(New throughout, adds conference call details, share movement, background)
* Q3 profit of $0.46/shr Vs estimates of $-2.16/shr
* Says capital adequate to meet current needs
* Views interest in Sherman as capital cushion
* Shares surge as much as 48 percent
By Sweta Singh
BANGALORE, Nov 5 (Reuters) - U.S. mortgage and bond insurer Radian Group Inc (RDN.N) posted a quarterly profit, surprising Wall Street which was expecting a huge loss, and said it has enough capital to meet its current needs, sending shares up as much as 48 percent.
Radian views its 29 percent interest in debt purchaser Sherman Financial as a source of additional capital through dividends or potential sale, Chief Executive S.A. Ibrahim said in a conference call with analysts.
However, Ibrahim said that the company may need additional capital if the housing downturn lasts longer than expected adding that it will explore all alternatives for raising capital if needed.
Radian has suffered huge losses in the recent past from backing subprime bonds and mortgages that saw a surge in defaults as credit and housing markets in the United States worsened, impacting economies globally.
The company has posted losses for the past four quarters in a row excluding gains. In the first quarter of 2008, Radian posted a net profit helped by derivative gains.
Radian’s elevated mortgage insurance losses in the quarter were offset by a reduction in the amount set aside to meet defaults on first-lien debts, Chief Executive S.A. Ibrahim said in a statement.
The company expects premium deficiency to be reduced to zero, if projected losses do not materially worsen in the fourth quarter, Radian’s Finance Chief Robert Quint said in the call.
“We are focused on growing our core mortgage insurance business and taking advantage of opportunities to write profitable, new business that will better position us as we move through and beyond these uncertain economic times,” CEO Ibrahim said.
In September, Radian completed the transfer of its ownership interest in its financial guaranty unit to Radian Guaranty, its main mortgage-insurance unit, to boost its capital level.
The No. 2 U.S. mortgage insurer Radian and MGIC, the largest U.S. mortgage insurer, had both invested in Sherman and another New York company, C-Bass, which invested in subprime loans.
The two companies wrote off much of their $1.03 billion investment in the latter, and called off a planned $5 billion tie-up.
Last month, MGIC Investment Corp (MTG.N), posted a narrower quarterly loss, but said its results continue to be impacted by increased delinquencies and foreclosures.
“We believe the liquidity in the mortgage insurance business is more than adequate to meet all of its obligations for the foreseeable future,” CFO Quint said in the call.
Radian expects mortgage claims paid in the fourth quarter to be similar to third quarter.
First- and second-lien mortgage insurance claims paid were in line with expectations at $277 million, Radian said.
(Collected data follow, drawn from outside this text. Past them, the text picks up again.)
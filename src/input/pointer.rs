//! Terminal pointer input
//!
//! | Line      | Events                                  |
//! |-----------|-----------------------------------------|
//! | `e2`      | `Activate(e2)`                          |
//! | `e2e4`    | `Drop { e2, e4 }`                       |
//! | `e7e8q`   | `Drop { e7, e8 }` then `ChoosePromotion` |
//! | `q`       | `ChoosePromotion(Queen)`                |
//! | `cancel`  | `Cancel`                                |
//! | `quit`    | `Shutdown`                              |

use crate::game::events::{GameEvent, PointerEvent};
use crate::game::types::{PieceType, Square};
use tokio::io::{AsyncBufRead, AsyncBufReadExt};
use tokio::sync::mpsc;
use tracing::{debug, warn};

/// One parsed input line
#[derive(Debug, Clone, Copy, PartialEq, Eq)]
pub enum Command {
    Pointer(PointerEvent),
    /// Move with the promotion piece given up front
    DropAndPromote {
        from: Square,
        to: Square,
        kind: PieceType,
    },
    Quit,
}

impl Command {
    /// Events to post for this command, in order
    pub fn into_events(self) -> Vec<GameEvent> {
        match self {
            Command::Pointer(pointer) => vec![GameEvent::Pointer(pointer)],
            Command::DropAndPromote { from, to, kind } => vec![
                GameEvent::Pointer(PointerEvent::Drop { from, to }),
                GameEvent::Pointer(PointerEvent::ChoosePromotion(kind)),
            ],
            Command::Quit => vec![GameEvent::Shutdown],
        }
    }
}

/// Parse one line; `None` for blank or unrecognized input
pub fn parse_command(line: &str) -> Option<Command> {
    let line = line.trim().to_ascii_lowercase();
    match line.as_str() {
        "" => return None,
        "cancel" | "c" | "esc" => return Some(Command::Pointer(PointerEvent::Cancel)),
        "quit" | "exit" => return Some(Command::Quit),
        _ => {}
    }

    let chars: Vec<char> = line.chars().filter(|c| !c.is_whitespace() && *c != '-').collect();
    match chars.as_slice() {
        [piece] => PieceType::from_char(*piece)
            .filter(|kind| kind.is_promotion_choice())
            .map(|kind| Command::Pointer(PointerEvent::ChoosePromotion(kind))),
        [f, r] => Square::from_chars(*f, *r).map(|sq| Command::Pointer(PointerEvent::Activate(sq))),
        [f1, r1, f2, r2] => {
            let from = Square::from_chars(*f1, *r1)?;
            let to = Square::from_chars(*f2, *r2)?;
            Some(Command::Pointer(PointerEvent::Drop { from, to }))
        }
        [f1, r1, f2, r2, piece] => {
            let from = Square::from_chars(*f1, *r1)?;
            let to = Square::from_chars(*f2, *r2)?;
            let kind = PieceType::from_char(*piece).filter(|kind| kind.is_promotion_choice())?;
            Some(Command::DropAndPromote { from, to, kind })
        }
        _ => None,
    }
}

/// Read commands line by line and post them to the driver
///
/// Ends on EOF, on `quit`, or when the driver is gone.
pub async fn read_commands<R>(reader: R, events: mpsc::UnboundedSender<GameEvent>)
where
    R: AsyncBufRead + Unpin,
{
    let mut lines = reader.lines();
    loop {
        let line = match lines.next_line().await {
            Ok(Some(line)) => line,
            Ok(None) => {
                debug!("[INPUT] End of input");
                let _ = events.send(GameEvent::Shutdown);
                return;
            }
            Err(e) => {
                warn!("[INPUT] Failed to read input: {}", e);
                let _ = events.send(GameEvent::Shutdown);
                return;
            }
        };

        let Some(command) = parse_command(&line) else {
            if !line.trim().is_empty() {
                warn!("[INPUT] Unrecognized command {:?}", line.trim());
            }
            continue;
        };

        let quit = command == Command::Quit;
        for event in command.into_events() {
            if events.send(event).is_err() {
                return;
            }
        }
        if quit {
            return;
        }
    }
}
//! Chess game resources - Session state owned by the driver
//!
//! Every resource here is a plain value owned by
//! [`crate::game::context::SessionContext`] and mutated only while the driver
//! handles one event.
//!
//! # Resource Categories
//!
//! ## Rules
//! - [`RulesEngine`] / [`ChessEngine`] - Legality, check detection, FEN
//!
//! ## Session
//! - [`Session`] - Local color, game mode and the connection
//!
//! ## Player Interaction
//! - [`Selection`] - Currently selected square and its legal targets
//! - [`PendingPromotion`] - Promotion move waiting for a piece choice
//!
//! ## Turn Management
//! - [`ProviderRequestGuard`] - Single-flight move provider requests
//!
//! ## Game History
//! - [`MoveHistory`] - Append-only SAN log
//! - [`GameStatus`] - User-facing status line

pub mod engine;
pub mod history;
pub mod player;
pub mod session;
pub mod turn;


// Re-export all resources for convenience
pub use engine::*;
pub use history::*;
pub use player::*;
pub use session::*;
pub use turn::*;
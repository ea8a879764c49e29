//! Rendering module - Everything the session tells the board to draw
//!
//! The session never draws pixels itself. It emits [`RenderCommand`]s and
//! status updates that a [`RenderSurface`] turns into something visible.
//!
//! # Submodules
//!
//! - [`board`] - Highlight theme and the ASCII board used by the terminal surface
//! - [`effects`] - Layered square marks (selection, hints, last move, check)
//! - [`surface`] - The render surface contract and its terminal implementation

pub mod board;
pub mod effects;
pub mod surface;

pub use board::*;
pub use effects::*;
pub use surface::*;
//! Game driver - The single-threaded event loop
//!
//! Owns the [`SessionContext`] and serializes every event source (pointer
//! gestures, transport events, provider replies) onto one queue. Each event
//! is handled to completion, then the effects it produced are executed in
//! order. Transport and provider I/O run in spawned tasks that only post
//! events back; nothing outside this loop ever touches session state.
//!
//! # Usage
//!
//! ```rust,ignore
//! let mut driver = GameDriver::new(ctx, TextSurface::new(theme), WsConnector, provider)?;
//! let events = driver.sender();
//! // feed pointer events from the terminal into `events`...
//! driver.run().await?;
//! ```

use crate::core::error::CoreResult;
use crate::game::ai::MoveProvider;
use crate::game::context::SessionContext;
use crate::game::error::GameResult;
use crate::game::events::{Effect, GameEvent};
use crate::game::resources::{ChessEngine, RulesEngine};
use crate::game::systems::{
    handle_pointer, handle_provider_reply, handle_transport_event, request_provider_turn,
};
use crate::networking::Connector;
use crate::rendering::{validate_surface, RenderSurface};
use std::sync::Arc;
use tokio::sync::mpsc;
use tracing::{debug, error, info, warn};

/// Event loop around one session
pub struct GameDriver<S, C, E = ChessEngine>
where
    S: RenderSurface,
    C: Connector,
    E: RulesEngine,
{
    ctx: SessionContext<E>,
    surface: S,
    connector: C,
    provider: Arc<dyn MoveProvider>,
    events_tx: mpsc::UnboundedSender<GameEvent>,
    events_rx: mpsc::UnboundedReceiver<GameEvent>,
    /// Outbound frames for the current link
    link: Option<mpsc::UnboundedSender<String>>,
}

impl<S, C, E> GameDriver<S, C, E>
where
    S: RenderSurface,
    C: Connector,
    E: RulesEngine,
{
    /// Build a driver, failing fast when the surface lacks a required target
    pub fn new(
        ctx: SessionContext<E>,
        surface: S,
        connector: C,
        provider: Arc<dyn MoveProvider>,
    ) -> CoreResult<Self> {
        validate_surface(&surface)?;
        let (events_tx, events_rx) = mpsc::unbounded_channel();
        Ok(Self {
            ctx,
            surface,
            connector,
            provider,
            events_tx,
            events_rx,
            link: None,
        })
    }

    /// Handle for posting events from other tasks
    pub fn sender(&self) -> mpsc::UnboundedSender<GameEvent> {
        self.events_tx.clone()
    }

    pub fn context(&self) -> &SessionContext<E> {
        &self.ctx
    }

    pub fn surface(&self) -> &S {
        &self.surface
    }

    pub fn connector(&self) -> &C {
        &self.connector
    }

    /// Draw the initial position, open the socket or wake the provider
    pub fn start(&mut self) {
        info!("[DRIVER] Starting {:?} session", self.ctx.session.mode());
        if let Some(color) = self.ctx.session.local_color() {
            self.ctx.emit(Effect::Orient(color));
        }
        self.ctx.render_position();

        if let Some(mode) = self.ctx.session.mode().provider() {
            info!("[AI] Opponent: {} ({})", mode.description(), mode);
            request_provider_turn(&mut self.ctx);
        } else if let Some(request) = self.ctx.session.connection.open() {
            info!("[NETWORK] Game server {}", self.ctx.session.connection.url());
            self.ctx.emit(Effect::Connect(request));
        }

        self.ctx.refresh_status();
        self.execute_effects();
    }

    /// Handle one event to completion
    ///
    /// Returns `Ok(false)` when the session should stop. Fatal protocol
    /// errors are returned as `Err`.
    pub fn handle_event(&mut self, event: GameEvent) -> GameResult<bool> {
        let result = match event {
            GameEvent::Pointer(pointer) => {
                handle_pointer(&mut self.ctx, pointer);
                Ok(true)
            }
            GameEvent::Transport(transport) => {
                handle_transport_event(&mut self.ctx, transport).map(|()| true)
            }
            GameEvent::ProviderReply { request_id, result } => {
                handle_provider_reply(&mut self.ctx, request_id, result);
                Ok(true)
            }
            GameEvent::Shutdown => {
                info!("[DRIVER] Shutdown requested");
                Ok(false)
            }
        };

        self.execute_effects();
        match result {
            Err(e) if e.is_fatal() => {
                error!("[DRIVER] Fatal session error: {}", e);
                self.ctx.session.connection.close();
                self.link = None;
                Err(e)
            }
            Err(e) => {
                warn!("[DRIVER] {}", e);
                Ok(true)
            }
            ok => ok,
        }
    }

    /// Wait for the next event and handle it
    ///
    /// Returns `Ok(false)` on shutdown or when every sender is gone.
    pub async fn step(&mut self) -> GameResult<bool> {
        match self.events_rx.recv().await {
            Some(event) => self.handle_event(event),
            None => Ok(false),
        }
    }

    /// Start the session and run until shutdown or a fatal error
    pub async fn run(mut self) -> GameResult<()> {
        self.start();
        while self.step().await? {}
        self.ctx.session.connection.close();
        self.link = None;
        info!("[DRIVER] Session ended");
        Ok(())
    }

    fn execute_effects(&mut self) {
        for effect in self.ctx.drain_effects() {
            match effect {
                Effect::Connect(request) => {
                    debug!(
                        "[NETWORK] Attempt {} in {:?}",
                        request.attempt, request.delay
                    );
                    self.link = Some(self.connector.connect(request, self.events_tx.clone()));
                }
                Effect::Transmit(frame) => match &self.link {
                    Some(link) if link.send(frame).is_ok() => {}
                    _ => warn!("[NETWORK] Link gone, frame dropped"),
                },
                Effect::RequestProviderMove {
                    request_id,
                    mode,
                    board,
                } => {
                    let provider = Arc::clone(&self.provider);
                    let events = self.events_tx.clone();
                    tokio::spawn(async move {
                        let result = provider.request_move(mode, &board).await;
                        if events
                            .send(GameEvent::ProviderReply { request_id, result })
                            .is_err()
                        {
                            debug!("[AI] Driver gone, dropping reply {}", request_id);
                        }
                    });
                }
                Effect::Render(command) => self.surface.apply(&command),
                Effect::PromptPromotion { from, to, color } => {
                    self.surface.prompt_promotion(from, to, color)
                }
                Effect::Status(status) => self.surface.show_status(status),
                Effect::Orient(color) => self.surface.set_orientation(color),
            }
        }
        self.surface.flush();
    }
}
//! Session context - All mutable session state in one place
//!
//! [`SessionContext`] is owned by the driver and handed by `&mut` to exactly
//! one system at a time, so no two event sources can ever interleave inside
//! a state change. Systems never perform I/O; they push [`Effect`]s that the
//! driver drains after the event completes.

use crate::core::GameSettings;
use crate::game::events::Effect;
use crate::game::resources::{
    ChessEngine, GameStatus, MoveHistory, PendingPromotion, ProviderRequestGuard, RulesEngine,
    Selection, Session,
};
use crate::networking::Dispatch;
use crate::rendering::{HighlightManager, RenderCommand};
use shared::GameMessage;
use tracing::debug;

/// Everything one game session owns
#[derive(Debug)]
pub struct SessionContext<E: RulesEngine = ChessEngine> {
    pub engine: E,
    pub session: Session,
    pub selection: Selection,
    pub promotion: PendingPromotion,
    pub provider: ProviderRequestGuard,
    pub highlights: HighlightManager,
    pub history: MoveHistory,
    pub show_hints: bool,
    status: Option<GameStatus>,
    effects: Vec<Effect>,
}

impl<E: RulesEngine> SessionContext<E> {
    pub fn new(engine: E, session: Session, settings: &GameSettings) -> Self {
        Self {
            engine,
            session,
            selection: Selection::default(),
            promotion: PendingPromotion::default(),
            provider: ProviderRequestGuard::default(),
            highlights: HighlightManager::new(settings.highlight_last_move),
            history: MoveHistory::default(),
            show_hints: settings.show_hints,
            status: None,
            effects: Vec::new(),
        }
    }

    /// Whether moves can be exchanged right now
    ///
    /// Against a move provider the game is local and needs no socket.
    pub fn is_online(&self) -> bool {
        self.session.mode().is_automated() || self.session.is_open()
    }

    pub fn is_local_turn(&self) -> bool {
        self.session.is_local_turn(&self.engine)
    }

    /// Last status pushed to the surface
    pub fn status(&self) -> Option<GameStatus> {
        self.status
    }

    pub fn emit(&mut self, effect: Effect) {
        self.effects.push(effect);
    }

    pub fn render(&mut self, commands: Vec<RenderCommand>) {
        self.effects.extend(commands.into_iter().map(Effect::Render));
    }

    /// Redraw pieces from the engine's position
    pub fn render_position(&mut self) {
        let board = self.engine.serialize();
        self.emit(Effect::Render(RenderCommand::SetPosition { board }));
    }

    /// Send a frame through the connection manager
    ///
    /// In automated mode there is no peer and nothing is sent.
    pub fn send(&mut self, message: GameMessage) {
        if self.session.mode().is_automated() {
            debug!("[NETWORK] Offline game, not sending {}", message.kind());
            return;
        }
        match self.session.connection.send(&message) {
            Dispatch::Transmit(frame) => self.emit(Effect::Transmit(frame)),
            Dispatch::Dropped {
                reconnect: Some(request),
            } => self.emit(Effect::Connect(request)),
            Dispatch::Dropped { reconnect: None } => {}
        }
    }

    /// Re-derive the status line and emit it when it changed
    pub fn refresh_status(&mut self) {
        let status = GameStatus::evaluate(
            &self.engine,
            self.session.local_color(),
            self.provider.is_pending(),
        );
        if self.status != Some(status) {
            self.status = Some(status);
            self.emit(Effect::Status(status));
        }
    }

    /// Take every effect produced since the last drain
    pub fn drain_effects(&mut self) -> Vec<Effect> {
        std::mem::take(&mut self.effects)
    }
}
The company, which recently raised its stake in debt purchaser Sherman Financial by 7 percent, said expenses fell 29 percent.
Quarterly revenue rose to $418.7 million from a negative $104.4 million in the year ago period, which witnessed a $615 million drop in the value of derivatives.
Apart from rising defaults, mortgage insurers like Radian, PMI Group Inc PMI.N and MGIC Investment Corp (MTG.N) have also had their ratings put to risk due to expected losses in mortgage-backed debt.
Shares of the company were trading up by $1.24 at $4.76 in afternoon trade on the New York Stock Exchange and was the biggest percentage gainer. They touched a high of $5.10 earlier in the session.